For companies that have small HR departments or no HR staff, consultants like StratEx can shoulder the heavy lifting when it comes to overtime regulation compliance.

"The average HR department for the clients that we work with is usually one or two people—max," Van Vlymen said. "A lot of our clients don't have any HR staff to help at all; maybe they've elected a nontraditionally trained officer to handle HR matters such as a COO or a director of accounting.  In those situations, [our] HR consultants step in to educate the internal decision makers about the new regulations and ensure we have the right parties involved on drafting a game plan for dealing with the regs. Usually that involves a member of the C-suite, internal HR—if they've got it—and a member of the finance or accounting executive team."

Payroll, Accounting, Software

For some companies, adjusting timekeeping, payroll and benefits records for newly reclassified employees has been relatively simple.

Walker has five employees on staff and used—a firm based in San Francisco and Denver that provides companies with payroll, benefits and HR services—to make the transition.

"This was actually very easy," he said. "Their dashboard is easy to use.
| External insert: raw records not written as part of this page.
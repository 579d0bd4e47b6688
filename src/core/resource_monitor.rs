//! Resource Monitor (component A): sliding-window sampling of host
//! CPU/memory/disk with trend and anomaly derivation.

use crate::config::ResourceConfig;
use crate::monitoring::{sysinfo_probe, MetricsRegistry};
use chrono::{DateTime, Utc};
use parking_lot::Mutex;
use serde::{Deserialize, Serialize};
use std::collections::{HashMap, VecDeque};
use std::sync::atomic::{AtomicBool, Ordering};
use std::sync::Arc;
use tokio::sync::Notify;
use tokio::task::JoinHandle;
use tracing::{debug, warn};

/// One immutable sample of host resource usage.
#[derive(Debug, Clone, Copy, Serialize, Deserialize)]
pub struct ResourceMetrics {
    pub timestamp: DateTime<Utc>,
    pub cpu_pct: f64,
    pub memory_pct: f64,
    pub disk_pct: f64,
    pub memory_mb: u64,
    pub disk_free_mb: u64,
}

/// Per-resource trend summary, used by the Predictive Scaler's
/// fallback path and exposed for operator introspection.
#[derive(Debug, Clone, Copy, Serialize, Deserialize)]
pub struct Trend {
    pub current: f64,
    pub average: f64,
    pub min: f64,
    pub max: f64,
    /// `(last - first) / (n - 1)`; zero when fewer than two samples.
    pub slope: f64,
}

/// A single value in the window whose distance from the mean exceeds
/// `threshold_sigma` standard deviations, paired with its window index.
#[derive(Debug, Clone, Copy, Serialize, Deserialize)]
pub struct Anomaly {
    pub index: usize,
    pub value: f64,
}

/// Combined current + trends + anomalies in one call, as a convenience
/// over the three separate accessors.
#[derive(Debug, Clone, Serialize)]
pub struct ResourceSummary {
    pub current: Option<ResourceMetrics>,
    pub trends: HashMap<String, Trend>,
    pub anomalies: HashMap<String, Vec<Anomaly>>,
}

/// Bounded FIFO of recent samples plus the cooperative background loop
/// that keeps it filled.
pub struct ResourceMonitor {
    config: ResourceConfig,
    metrics: MetricsRegistry,
    window: Mutex<VecDeque<ResourceMetrics>>,
    running: AtomicBool,
    stop: Arc<Notify>,
    task: Mutex<Option<JoinHandle<()>>>,
}

impl ResourceMonitor {
    pub fn new(config: ResourceConfig, metrics: MetricsRegistry) -> Arc<Self> {
        Arc::new(Self {
            config,
            metrics,
            window: Mutex::new(VecDeque::with_capacity(64)),
            running: AtomicBool::new(false),
            stop: Arc::new(Notify::new()),
            task: Mutex::new(None),
        })
    }

    /// Take one synchronous sample, append it to the window, and
    /// publish the per-resource gauges. Never propagates a sampling
    /// failure to the caller — a transient failure is logged and the
    /// sample is simply omitted (the next tick will cover it).
    pub fn collect_once(&self) -> ResourceMetrics {
        let cpu_pct = sysinfo_probe::cpu_percent();
        let (memory_pct, memory_mb) = sysinfo_probe::memory_percent_and_mb();
        let (disk_pct, disk_free_mb) = sysinfo_probe::disk_percent_and_free_mb();

        if !(0.0..=100.0).contains(&cpu_pct)
            || !(0.0..=100.0).contains(&memory_pct)
            || !(0.0..=100.0).contains(&disk_pct)
        {
            warn!(cpu_pct, memory_pct, disk_pct, "resource sample out of range, clamping");
        }
        let sample = ResourceMetrics {
            timestamp: Utc::now(),
            cpu_pct: cpu_pct.clamp(0.0, 100.0),
            memory_pct: memory_pct.clamp(0.0, 100.0),
            disk_pct: disk_pct.clamp(0.0, 100.0),
            memory_mb,
            disk_free_mb,
        };

        self.metrics.set_gauge(
            "system_resources_percent",
            vec![("resource", "cpu".to_string())],
            sample.cpu_pct,
        );
        self.metrics.set_gauge(
            "system_resources_percent",
            vec![("resource", "memory".to_string())],
            sample.memory_pct,
        );
        self.metrics.set_gauge(
            "system_resources_percent",
            vec![("resource", "disk".to_string())],
            sample.disk_pct,
        );

        let mut window = self.window.lock();
        if window.len() >= self.config.window_size {
            window.pop_front();
        }
        window.push_back(sample);
        debug!(?sample, window_len = window.len(), "resource sample collected");
        sample
    }

    /// Spawn the cooperative sampling loop. Idempotent: a second call
    /// while already running only logs a warning.
    pub fn start_background(self: &Arc<Self>) {
        if self.running.swap(true, Ordering::SeqCst) {
            warn!("resource monitor background loop already running");
            return;
        }
        let this = self.clone();
        let stop = self.stop.clone();
        let interval = std::time::Duration::from_secs(self.config.collection_interval_seconds);
        let handle = tokio::spawn(async move {
            let mut ticker = tokio::time::interval(interval);
            loop {
                tokio::select! {
                    _ = ticker.tick() => {
                        this.collect_once();
                    }
                    _ = stop.notified() => {
                        debug!("resource monitor background loop stopping");
                        break;
                    }
                }
            }
        });
        *self.task.lock() = Some(handle);
    }

    /// Stop the background loop. Never blocks on an in-flight sample;
    /// at most waits for the current iteration to observe the signal.
    pub async fn stop_background(&self) {
        if !self.running.swap(false, Ordering::SeqCst) {
            return;
        }
        self.stop.notify_one();
        if let Some(handle) = self.task.lock().take() {
            let _ = handle.await;
        }
    }

    /// Chronological snapshot of the window, optionally truncated to
    /// the most recent `limit` samples.
    pub fn history(&self, limit: Option<usize>) -> Vec<ResourceMetrics> {
        let window = self.window.lock();
        match limit {
            Some(n) if n < window.len() => window.iter().skip(window.len() - n).copied().collect(),
            _ => window.iter().copied().collect(),
        }
    }

    pub fn current(&self) -> Option<ResourceMetrics> {
        self.window.lock().back().copied()
    }

    pub fn window_len(&self) -> usize {
        self.window.lock().len()
    }

    /// Per-resource current/average/min/max/slope over the whole
    /// window. Empty window yields an empty map rather than a panic.
    pub fn trends(&self) -> HashMap<String, Trend> {
        let window = self.window.lock();
        let mut out = HashMap::new();
        if window.is_empty() {
            return out;
        }
        for (name, extract) in resource_extractors() {
            let values: Vec<f64> = window.iter().map(&extract).collect();
            out.insert(name.to_string(), trend_of(&values));
        }
        out
    }

    /// Per-resource indices whose value exceeds `mean + k*sigma`.
    /// Requires at least `min_samples_for_anomaly` samples; otherwise
    /// every resource maps to an empty vector.
    pub fn anomalies(&self, threshold_sigma: f64) -> HashMap<String, Vec<Anomaly>> {
        let window = self.window.lock();
        let mut out = HashMap::new();
        if window.len() < self.config.min_samples_for_anomaly {
            for (name, _) in resource_extractors() {
                out.insert(name.to_string(), Vec::new());
            }
            return out;
        }
        for (name, extract) in resource_extractors() {
            let values: Vec<f64> = window.iter().map(&extract).collect();
            let mean = values.iter().sum::<f64>() / values.len() as f64;
            let variance = values.iter().map(|v| (v - mean).powi(2)).sum::<f64>() / values.len() as f64;
            let sigma = variance.sqrt();
            let flagged: Vec<Anomaly> = values
                .iter()
                .enumerate()
                .filter(|(_, &v)| v > mean + threshold_sigma * sigma)
                .map(|(index, &value)| Anomaly { index, value })
                .collect();
            out.insert(name.to_string(), flagged);
        }
        out
    }

    pub fn summary(&self) -> ResourceSummary {
        ResourceSummary {
            current: self.current(),
            trends: self.trends(),
            anomalies: self.anomalies(self.config.anomaly_sigma),
        }
    }
}

type Extractor = fn(&ResourceMetrics) -> f64;

fn resource_extractors() -> [(&'static str, Extractor); 3] {
    [
        ("cpu", |m: &ResourceMetrics| m.cpu_pct),
        ("memory", |m: &ResourceMetrics| m.memory_pct),
        ("disk", |m: &ResourceMetrics| m.disk_pct),
    ]
}

fn trend_of(values: &[f64]) -> Trend {
    let n = values.len();
    let current = *values.last().unwrap();
    let average = values.iter().sum::<f64>() / n as f64;
    let min = values.iter().cloned().fold(f64::INFINITY, f64::min);
    let max = values.iter().cloned().fold(f64::NEG_INFINITY, f64::max);
    let slope = if n > 1 {
        (values[n - 1] - values[0]) / (n - 1) as f64
    } else {
        0.0
    };
    Trend { current, average, min, max, slope }
}

#[cfg(test)]
mod tests {
    use super::*;

    fn monitor_with_window(window_size: usize) -> Arc<ResourceMonitor> {
        let mut config = ResourceConfig::default();
        config.window_size = window_size;
        ResourceMonitor::new(config, MetricsRegistry::new())
    }

    fn push(monitor: &ResourceMonitor, memory_pct: f64) {
        let sample = ResourceMetrics {
            timestamp: Utc::now(),
            cpu_pct: 10.0,
            memory_pct,
            disk_pct: 5.0,
            memory_mb: 1024,
            disk_free_mb: 2048,
        };
        monitor.window.lock().push_back(sample);
        let mut window = monitor.window.lock();
        while window.len() > monitor.config.window_size {
            window.pop_front();
        }
    }

    #[test]
    fn window_capacity_is_bounded_and_evicts_oldest() {
        let monitor = monitor_with_window(3);
        for i in 0..5 {
            push(&monitor, i as f64);
        }
        let history = monitor.history(None);
        assert_eq!(history.len(), 3);
        assert_eq!(history.first().unwrap().memory_pct, 2.0);
        assert_eq!(history.last().unwrap().memory_pct, 4.0);
    }

    #[test]
    fn trends_are_empty_on_empty_window() {
        let monitor = monitor_with_window(10);
        assert!(monitor.trends().is_empty());
    }

    #[test]
    fn trends_compute_slope_and_bounds() {
        let monitor = monitor_with_window(10);
        for v in [10.0, 20.0, 30.0, 40.0, 50.0] {
            push(&monitor, v);
        }
        let trends = monitor.trends();
        let memory = trends.get("memory").unwrap();
        assert_eq!(memory.current, 50.0);
        assert_eq!(memory.min, 10.0);
        assert_eq!(memory.max, 50.0);
        assert_eq!(memory.slope, 10.0);
    }

    #[test]
    fn anomalies_require_minimum_samples() {
        let monitor = monitor_with_window(20);
        for _ in 0..5 {
            push(&monitor, 50.0);
        }
        let anomalies = monitor.anomalies(2.0);
        assert!(anomalies.get("memory").unwrap().is_empty());
    }

    #[test]
    fn anomalies_flag_outliers_past_sigma() {
        let monitor = monitor_with_window(20);
        for _ in 0..14 {
            push(&monitor, 50.0);
        }
        push(&monitor, 500.0);
        let anomalies = monitor.anomalies(2.0);
        let memory_anomalies = anomalies.get("memory").unwrap();
        assert!(!memory_anomalies.is_empty());
        assert_eq!(memory_anomalies.last().unwrap().value, 500.0);
    }

    #[tokio::test]
    async fn collect_once_appends_and_updates_gauge() {
        let registry = MetricsRegistry::new();
        let monitor = ResourceMonitor::new(ResourceConfig::default(), registry.clone());
        let sample = monitor.collect_once();
        assert_eq!(monitor.window_len(), 1);
        assert!(sample.cpu_pct >= 0.0);
        assert!(registry
            .gauge_value("system_resources_percent", &vec![("resource", "cpu".to_string())])
            .is_some());
    }

    #[tokio::test]
    async fn start_background_is_idempotent() {
        let monitor = ResourceMonitor::new(ResourceConfig::default(), MetricsRegistry::new());
        monitor.start_background();
        monitor.start_background();
        monitor.stop_background().await;
    }
}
It may have taken a few minutes per employee at most."

The majority of Holliday's clients have electronic record keeping, so updating these systems has been fairly simple, she said. For example, one of her clients has about 100 employees. Of that 100, only 12 people needed to be reclassified. "This was a quick fix in the system, handled by payroll, and then a short session with the employees to explain how to track their time," she said.

But for others, it has been more complicated.

"Believe it or not, there are some organizations that have no nonexempt employees currently but are being forced to convert," Carney said. "This creates a number of challenges, from system implementation to education and training on not only the system but also the allocation of work time. The biggest concern with computer records has been helping some clients implement timekeeping for their new nonexempt workforce. "

Because some reclassified employees will see changes in their benefits, those records and paycheck deductions will also need attention, Van Vlymen said.

"Some employees who were exempt may have been eligible for benefits that they will no longer be eligible for as a nonexempt employee," she said. "So deductions need to be reviewed.  If the employer wants to allow those employees to maintain their benefits, eligibility requirements on plan documents may need to be updated."